A sample program structure is given in the example code click here and the final solution is click here. I have initialised the variables and put the loop in to save time. At each timestep we must solve the matrix equation $A\mathbf{V} = b.$ Since the matrix is tridiagonal we need only use three vectors to store all values in the matrix $A$ .

Example - A European Put¶

Now, assuming that our vectors are indexed from 0 to $iMax$ (and therefore have $iMax+1$ elements) I will go through an example for a European put with $\sigma=0.4$ , $r=0.05$ , $X=2$ , $dS=1$ , $dt=0.25$ , and $jMax=4$ . Note here that these calculations could have been done by hand, and trying to replicate an example of this scale with a code is a good way to start, and also to check for bugs/errors.

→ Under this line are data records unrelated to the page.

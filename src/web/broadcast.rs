//! Broadcast bus
//!
//! Fan-out of server messages to connected signaling clients. Sends never
//! wait: a client whose outbound queue is full misses the message.

use crate::webrtc::SessionId;
use log::{debug, warn};
use parking_lot::RwLock;
use std::collections::HashMap;
use std::sync::atomic::{AtomicU64, Ordering};
use std::sync::Arc;
use tokio::sync::mpsc;

const DROP_LOG_INTERVAL: u64 = 100;

/// Connection state of a tracked client
#[derive(Debug, Clone, Copy, PartialEq, Eq)]
pub enum ConnectionState {
    Open,
    Closing,
    Closed,
}

/// Outcome of one fan-out
#[derive(Debug, Clone, Copy, Default, PartialEq, Eq)]
pub struct Delivery {
    pub delivered: usize,
    /// Not open, or excluded
    pub skipped: usize,
    /// Queue full
    pub dropped: usize,
}

struct Client {
    sender: mpsc::Sender<String>,
    state: ConnectionState,
    drops: Arc<AtomicU64>,
}

#[derive(Default)]
pub struct BroadcastBus {
    clients: RwLock<HashMap<SessionId, Client>>,
}

impl BroadcastBus {
    pub fn new() -> Self {
        Self::default()
    }

    pub fn register(&self, session_id: &str, sender: mpsc::Sender<String>) {
        self.clients.write().insert(
            session_id.to_string(),
            Client {
                sender,
                state: ConnectionState::Open,
                drops: Arc::new(AtomicU64::new(0)),
            },
        );
    }

    pub fn set_state(&self, session_id: &str, state: ConnectionState) {
        if let Some(client) = self.clients.write().get_mut(session_id) {
            debug!(
                "Client {} state change: {:?} -> {:?}",
                session_id, client.state, state
            );
            client.state = state;
        }
    }

    pub fn unregister(&self, session_id: &str) {
        self.clients.write().remove(session_id);
    }

    pub fn client_count(&self) -> usize {
        self.clients.read().len()
    }

    /// Send to one client. False if it is not open or its queue is full.
    pub fn send_to(&self, session_id: &str, message: &str) -> bool {
        let clients = self.clients.read();
        match clients.get(session_id) {
            Some(client) if client.state == ConnectionState::Open => {
                client.sender.try_send(message.to_string()).is_ok()
            }
            _ => false,
        }
    }

    pub fn broadcast(&self, message: &str) -> Delivery {
        self.fan_out(message, None)
    }

    pub fn broadcast_except(&self, exclude: &str, message: &str) -> Delivery {
        self.fan_out(message, Some(exclude))
    }

    fn fan_out(&self, message: &str, exclude: Option<&str>) -> Delivery {
        let mut delivery = Delivery::default();
        // Snapshot so the lock is not held while sending
        let snapshot: Vec<(SessionId, mpsc::Sender<String>, Arc<AtomicU64>)> = {
            let clients = self.clients.read();
            let mut open = Vec::with_capacity(clients.len());
            for (id, client) in clients.iter() {
                if client.state != ConnectionState::Open || exclude == Some(id.as_str()) {
                    delivery.skipped += 1;
                    continue;
                }
                open.push((id.clone(), client.sender.clone(), client.drops.clone()));
            }
            open
        };

        for (id, sender, drops) in snapshot {
            match sender.try_send(message.to_string()) {
                Ok(()) => delivery.delivered += 1,
                Err(mpsc::error::TrySendError::Full(_)) => {
                    delivery.dropped += 1;
                    let prev = drops.fetch_add(1, Ordering::Relaxed);
                    if (prev + 1) % DROP_LOG_INTERVAL == 1 {
                        warn!("Client {} is slow, dropped {} messages", id, prev + 1);
                    }
                }
                Err(mpsc::error::TrySendError::Closed(_)) => delivery.skipped += 1,
            }
        }
        delivery
    }
}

First copy the example code from the web, check initial values and the initial setup phase to assign values to vectors such as stock values (that remain constant throughout) and the final payoff condition to the option values are all working correctly.
Check that you understand the time loop from the example code, inside the loop the code is broken into two sections, matrix setup and matrix solver, both of which may be written into functions later. The following section will outline with an example how to setup and solve the matrix equations.

#include <iostream>
#include <fstream>
#include <cmath>
#include <vector>
using namespace std;

// declare and initialise Black Scholes parameters
double S0=1.974,X=2.,T=1.,r=0.05,sigma=0.4;
// declare and initialise grid paramaters 
int iMax=4,jMax=4;
// declare and initialise local variables (ds,dt)
double S_max=2*X;
double dS=S_max/jMax;
double dt=T/iMax;
// create storage for the stock price and option price (old and new)
vector<double> S(jMax+1),vOld(jMax+1),vNew(jMax+1);
// setup and initialise the stock price 
for(int j=0;j<=jMax;j++)
{
  S[j] = j*dS;
}
// setup and initialise the final conditions on the option price 
for(int j=0;j<=jMax;j++)
{
    vOld[j] = max(X-S[j],0.);
    vNew[j] = max(X-S[j],0.);
    cout << iMax << " " << j << " " << S[j] << " " << vNew[j] << " " << vOld[j] << endl;
}
// start looping through time levels
for(int i=iMax-1;i>=0;i--)
{
    // declare vectors for matrix equations
  
    // set up matrix equations a[j]=
  
    // solve matrix equations with SOR
    
    // output results
    for(int j=0;j<=jMax;j++)
    {
        cout << i << " " << j << " " << S[j] << " " << vNew[j] << " " << vOld[j] << endl;
    }
    // set old=new 
    
}
// finish looping through time levels
  
// output the estimated option price

4 0 0 2 2
4 1 1 1 1
4 2 2 0 0
4 3 3 0 0
4 4 4 0 0
3 0 0 2 2
3 1 1 1 1
3 2 2 0 0
3 3 3 0 0
3 4 4 0 0
2 0 0 2 2
2 1 1 1 1
2 2 2 0 0
2 3 3 0 0
2 4 4 0 0
1 0 0 2 2
1 1 1 1 1
1 2 2 0 0
1 3 3 0 0
1 4 4 0 0
0 0 0 2 2
0 1 1 1 1
0 2 2 0 0
0 3 3 0 0
0 4 4 0 0

I tend to use a, b and c to represent the tridagonal matrix $A$ , and d for the right hand side of the equation. Just remember that it makes things easier if you are consistent with your notation.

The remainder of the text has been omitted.